Sommaire (10 sections)
- 01Employment termination types in Belgium
- 02Legal notice periods by contract type
- 03Minimum statutory notice periods
- 04Collective labour agreements (CLAs): when they change the game
- 05How to calculate the notice period (and start date)
- 06Termination without notice: serious cause and tight deadlines
- 07Severance pay, payment in lieu, and other compensation
- 08Procedure and timing: serving notice the right way
- 09Avoiding disputes: documentation, settlements, and expat specifics
- 10Questions fréquentes
Employment termination types in Belgium
The day you end an employment relationship is rarely calm. Phones ring, emotions flare, projects hang mid‑air. Yet one choice frames everything that follows: how you terminate.
The main ways a contract ends
- Ordinary termination with notice: either party ends the contract by respecting a notice period (Articles 37–37/5, Law of 3 July 1978 on Employment Contracts – federal level).
- Termination with payment in lieu: no working notice; instead, one party pays severance equal to the notice period pay (Article 39).
- Termination for serious cause (“faute grave”/“dringende reden”): immediate end without notice or indemnity if a grave breach makes collaboration impossible (Article 35). Strict 3‑working‑day deadlines apply.
- Mutual consent: both sides sign a clear written agreement ending the contract and settling pay, holidays, benefits – useful but must be free of pressure.
- Expiry of fixed‑term or specific‑task contracts: they end when the term or task ends. Early termination follows special rules (see below).
Protected terminations and special regimes
Some employees are protected and trigger extra indemnities or prior authorization: staff reps, prevention advisors, pregnant employees or recent mothers, employees on parental leave, and whistleblowers. Firing them is not “forbidden”, but the price of a mistake can soar (e.g., protection indemnities often range from several months to multiple years of salary depending on the regime and CBA).

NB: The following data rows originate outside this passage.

// Copyright (c) 2026 Robert L. Snyder, Sierra Vista, AZ
// Licensed under the MIT License. See LICENSE file in the project root for details.

//! Configuration system for modekeys.
//!
//! This module provides data structures for loading and validating
//! session files: the starting root, mode and octave, playback timing,
//! keyboard layout overrides and control key bindings.

use std::fs;
use std::path::Path;
use std::time::Duration;

use anyhow::{bail, Context, Result};
use serde::{Deserialize, Serialize};
use tracing::Level;

use crate::audio::ScaleDirection;
use crate::control::{parse_key, ControlKeys, KeyboardLayout, LayoutEntry};
use crate::music::{ModeName, Note};
use crate::performance::{PlayContext, SessionSettings};

/// Root configuration for a performance session
#[derive(Debug, Clone, Serialize, Deserialize, PartialEq, Default)]
pub struct SessionFile {
    /// Musical and timing settings
    #[serde(default)]
    pub session: SessionConfig,
    /// Additions to or overrides of the built-in layout
    #[serde(default)]
    pub keyboard: Vec<KeyMapping>,
    /// Reserved control keys
    #[serde(default)]
    pub controls: ControlsConfig,
}

impl SessionFile {
    /// Load a session file; the format follows the extension (.yaml, .yml, .toml)
    pub fn load<P: AsRef<Path>>(path: P) -> Result<Self> {
        let path = path.as_ref();
        let contents = fs::read_to_string(path)
            .with_context(|| format!("Failed to read config file: {:?}", path))?;
        match path.extension().and_then(|e| e.to_str()) {
            Some("toml") => Self::from_toml(&contents),
            Some("yaml") | Some("yml") | None => Self::from_yaml(&contents),
            Some(other) => bail!("Unsupported config format: .{}", other),
        }
    }

    /// Parse a session from YAML string
    pub fn from_yaml(yaml: &str) -> Result<Self> {
        serde_yaml::from_str(yaml).context("Failed to parse YAML configuration")
    }

    /// Parse a session from TOML string
    pub fn from_toml(text: &str) -> Result<Self> {
        toml::from_str(text).context("Failed to parse TOML configuration")
    }

    /// Serialize to YAML string
    pub fn to_yaml(&self) -> Result<String> {
        serde_yaml::to_string(self).context("Failed to serialize configuration to YAML")
    }

    /// Serialize to TOML string
    pub fn to_toml(&self) -> Result<String> {
        toml::to_string(self).context("Failed to serialize configuration to TOML")
    }

    /// Save configuration, choosing the format from the extension
    pub fn save<P: AsRef<Path>>(&self, path: P) -> Result<()> {
        let path = path.as_ref();
        let text = match path.extension().and_then(|e| e.to_str()) {
            Some("toml") => self.to_toml()?,
            _ => self.to_yaml()?,
        };
        fs::write(path, text).with_context(|| format!("Failed to write config file: {:?}", path))
    }

    /// Check every field that could not be checked by deserialization
    pub fn validate(&self) -> Result<()> {
        self.settings()?;
        self.layout()?;
        self.log_level()?;
        Ok(())
    }

    /// Session tunables with root and mode parsed
    pub fn settings(&self) -> Result<SessionSettings> {
        let s = &self.session;
        let root: Note = s.root.parse().with_context(|| format!("Invalid root {:?}", s.root))?;
        let mode: ModeName = s.mode.parse().with_context(|| format!("Invalid mode {:?}", s.mode))?;
        if !(0..=8).contains(&s.octave) {
            bail!("Base octave {} outside 0..=8", s.octave);
        }
        if !s.tempo.is_finite() || s.tempo <= 0.0 {
            bail!("Tempo must be a positive number of BPM, got {}", s.tempo);
        }
        if s.single_shot_ms == 0 || s.chord_ms == 0 {
            bail!("Note durations must be greater than zero");
        }

        Ok(SessionSettings {
            context: PlayContext::new(root, mode, s.octave),
            tempo_bpm: s.tempo,
            single_shot: Duration::from_millis(s.single_shot_ms),
            chord_duration: Duration::from_millis(s.chord_ms),
        })
    }

    /// The built-in scale-degree layout with this file's controls and
    /// mappings applied
    pub fn layout(&self) -> Result<KeyboardLayout> {
        let c = &self.controls;
        let controls = ControlKeys::new(
            parse_key(&c.toggle).context("Invalid toggle key")?,
            parse_key(&c.sustain).context("Invalid sustain key")?,
            parse_key(&c.help).context("Invalid help key")?,
        )?;

        let mut layout = KeyboardLayout::scale_degree();
        layout.set_controls(controls).context("Control key clashes with the built-in layout")?;

        for mapping in &self.keyboard {
            let key = parse_key(&mapping.key)?;
            let label = mapping
                .label
                .clone()
                .unwrap_or_else(|| mapping.degree.to_string());
            layout
                .insert(LayoutEntry::new(key, mapping.degree, mapping.octave, label))
                .with_context(|| format!("Invalid keyboard mapping for {:?}", mapping.key))?;
        }
        Ok(layout)
    }

    /// Configured log level
    pub fn log_level(&self) -> Result<Level> {
        self.session
            .log_level
            .parse()
            .map_err(|_| anyhow::anyhow!("Invalid log level {:?}", self.session.log_level))
    }
}

/// Session-level configuration
#[derive(Debug, Clone, Serialize, Deserialize, PartialEq)]
pub struct SessionConfig {
    /// Root pitch class (e.g., "C", "F#", "Bb")
    #[serde(default = "default_root")]
    pub root: String,
    /// Mode name (e.g., "dorian", "major")
    #[serde(default = "default_mode")]
    pub mode: String,
    /// Octave of the layout's middle row
    #[serde(default = "default_octave")]
    pub octave: i32,
    /// Playback tempo in BPM
    #[serde(default = "default_tempo")]
    pub tempo: f64,
    /// Click-played note length in milliseconds
    #[serde(default = "default_single_shot_ms")]
    pub single_shot_ms: u64,
    /// Chord preview length in milliseconds
    #[serde(default = "default_chord_ms")]
    pub chord_ms: u64,
    /// Scale preview direction
    #[serde(default)]
    pub direction: ScaleDirection,
    #[serde(default = "default_log_level")]
    pub log_level: String,
}

fn default_root() -> String {
    "C".to_string()
}
fn default_mode() -> String {
    "ionian".to_string()
}
fn default_octave() -> i32 {
    4
}
fn default_tempo() -> f64 {
    120.0
}
fn default_single_shot_ms() -> u64 {
    500
}
fn default_chord_ms() -> u64 {
    1000
}
fn default_log_level() -> String {
    "info".to_string()
}

impl Default for SessionConfig {
    fn default() -> Self {
        Self {
            root: default_root(),
            mode: default_mode(),
            octave: default_octave(),
            tempo: default_tempo(),
            single_shot_ms: default_single_shot_ms(),
            chord_ms: default_chord_ms(),
            direction: ScaleDirection::default(),
            log_level: default_log_level(),
        }
    }
}

/// One extra key mapping
#[derive(Debug, Clone, Serialize, Deserialize, PartialEq)]
pub struct KeyMapping {
    /// Single character or key name ("space", "f1", ...)
    pub key: String,
    /// Scale degree, 1-7
    pub degree: u8,
    /// Octave offset from the base octave, -1..=1
    #[serde(default)]
    pub octave: i8,
    #[serde(default)]
    pub label: Option<String>,
}

/// Control key bindings
#[derive(Debug, Clone, Serialize, Deserialize, PartialEq)]
pub struct ControlsConfig {
    #[serde(default = "default_toggle")]
    pub toggle: String,
    #[serde(default = "default_sustain")]
    pub sustain: String,
    #[serde(default = "default_help")]
    pub help: String,
}

fn default_toggle() -> String {
    "`".to_string()
}
fn default_sustain() -> String {
    "space".to_string()
}
fn default_help() -> String {
    "?".to_string()
}

impl Default for ControlsConfig {
    fn default() -> Self {
        Self {
            toggle: default_toggle(),
            sustain: default_sustain(),
            help: default_help(),
        }
    }
}

#[cfg(test)]
mod tests {
    use super::*;
    use crossterm::event::KeyCode;
    use tempfile::tempdir;

    #[test]
    fn test_parse_session_config() {
        let yaml = r#"
session:
  root: "D"
  mode: "dorian"
  octave: 3
  tempo: 90
  direction: both

keyboard:
  - { key: "k", degree: 1, octave: 1, label: "1'" }
  - key: "l"
    degree: 2
    octave: 1
"#;

        let config = SessionFile::from_yaml(yaml).unwrap();
        assert_eq!(config.session.root, "D");
        assert_eq!(config.session.tempo, 90.0);
        assert_eq!(config.session.direction, ScaleDirection::Both);
        assert_eq!(config.keyboard.len(), 2);
        assert_eq!(config.keyboard[1].label, None);

        let settings = config.settings().unwrap();
        assert_eq!(settings.context, PlayContext::new(Note::D, ModeName::Dorian, 3));
        assert_eq!(settings.tempo_bpm, 90.0);

        let layout = config.layout().unwrap();
        let k = layout.resolve(KeyCode::Char('k')).unwrap();
        assert_eq!((k.degree, k.octave_offset, k.label.as_str()), (1, 1, "1'"));
        assert_eq!(layout.resolve(KeyCode::Char('l')).unwrap().label, "2");
    }

    #[test]
    fn test_default_values() {
        let config = SessionFile::from_yaml("session: {}").unwrap();
        assert_eq!(config.session.root, "C");
        assert_eq!(config.session.mode, "ionian");
        assert_eq!(config.session.octave, 4);
        assert_eq!(config.session.single_shot_ms, 500);
        assert_eq!(config.controls.sustain, "space");
        assert!(config.validate().is_ok());
        assert_eq!(config.log_level().unwrap(), Level::INFO);
    }

    #[test]
    fn test_parse_toml() {
        let text = r#"
[session]
root = "F#"
mode = "lydian"
chord_ms = 750

[controls]
sustain = "f1"

[[keyboard]]
key = "k"
degree = 5
"#;

        let config = SessionFile::from_toml(text).unwrap();
        let settings = config.settings().unwrap();
        assert_eq!(settings.context.root, Note::Fs);
        assert_eq!(settings.context.mode, ModeName::Lydian);
        assert_eq!(settings.chord_duration, Duration::from_millis(750));

        let layout = config.layout().unwrap();
        assert_eq!(layout.controls().sustain, KeyCode::F(1));
        assert_eq!(layout.resolve(KeyCode::Char('k')).unwrap().degree, 5);
    }

    #[test]
    fn test_validation_errors() {
        let bad = [
            "session: { root: \"H\" }",
            "session: { mode: \"bebop\" }",
            "session: { tempo: 0 }",
            "session: { octave: 9 }",
            "session: { log_level: \"loud\" }",
            "keyboard: [ { key: \"k\", degree: 8 } ]",
            "keyboard: [ { key: \"k\", degree: 1, octave: 2 } ]",
            "keyboard: [ { key: \"space\", degree: 1 } ]",
            "keyboard: [ { key: \"hyper\", degree: 1 } ]",
            "controls: { toggle: \"x\", sustain: \"x\" }",
            "controls: { help: \"a\" }",
        ];
        for yaml in bad {
            let config = SessionFile::from_yaml(yaml).unwrap();
            assert!(config.validate().is_err(), "{} should be rejected", yaml);
        }
    }

    #[test]
    fn test_load_by_extension() {
        let dir = tempdir().unwrap();

        let yaml_path = dir.path().join("session.yaml");
        fs::write(&yaml_path, "session:\n  root: \"Eb\"\n").unwrap();
        assert_eq!(SessionFile::load(&yaml_path).unwrap().session.root, "Eb");

        let toml_path = dir.path().join("session.toml");
        fs::write(&toml_path, "[session]\nmode = \"phrygian\"\n").unwrap();
        assert_eq!(SessionFile::load(&toml_path).unwrap().session.mode, "phrygian");

        let ini_path = dir.path().join("session.ini");
        fs::write(&ini_path, "").unwrap();
        assert!(SessionFile::load(&ini_path).is_err());

        assert!(SessionFile::load(dir.path().join("missing.yaml")).is_err());
    }

    #[test]
    fn test_save_and_reload() {
        let dir = tempdir().unwrap();
        let mut original = SessionFile::default();
        original.session.root = "A".to_string();
        original.session.mode = "aeolian".to_string();
        original.keyboard.push(KeyMapping {
            key: "k".to_string(),
            degree: 3,
            octave: -1,
            label: None,
        });

        for name in ["saved.yaml", "saved.toml"] {
            let path = dir.path().join(name);
            original.save(&path).unwrap();
            let parsed = SessionFile::load(&path).unwrap();
            assert_eq!(parsed.session.root, "A");
            assert_eq!(parsed.keyboard.len(), 1);
            assert_eq!(parsed.keyboard[0].octave, -1);
        }
    }
}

- Collective dismissal/restructuring: EU and Belgian procedures (CBA No. 24, Renault procedure) involve prior information/consultation and timelines. Skipping steps can block dismissals or add heavy fines.
- Transfer of undertaking: under CBA No. 32bis, employment contracts transfer automatically with their acquired rights – including seniority for notice calculations.
Why the type matters for your wallet
A dismissal “with notice worked” spreads cost over time but keeps you paying salary, benefits, and indexation. A payment in lieu crystallizes the cost now – but accelerates the exit and removes access to premises. Get the label wrong, and you risk paying both: the worked notice plus damages for a flawed process. If you’re searching for the employment contract termination notice period Belgium legal rules, start by pinning down which termination path you’re actually taking.
Need tailored advice before acting? Find a specialised employment lawyer near you. Find yours on NexLaw
Legal notice periods by contract type
Not all contracts end the same way. The Employment Contracts Act (3 July 1978) draws clear lines between indefinite, fixed‑term, and specific‑task contracts – and so do many collective agreements.
Open‑ended (indefinite) contracts
- Default rule: end by notice or payment in lieu.
- The notice period depends on seniority, and since 1 January 2014 a unified schedule applies to most workers (Articles 37/2–37/5). For employees hired before 2014, notice is a two‑step calculation: rights acquired pre‑2014 (old regime) + rights acquired post‑2013 (new schedule).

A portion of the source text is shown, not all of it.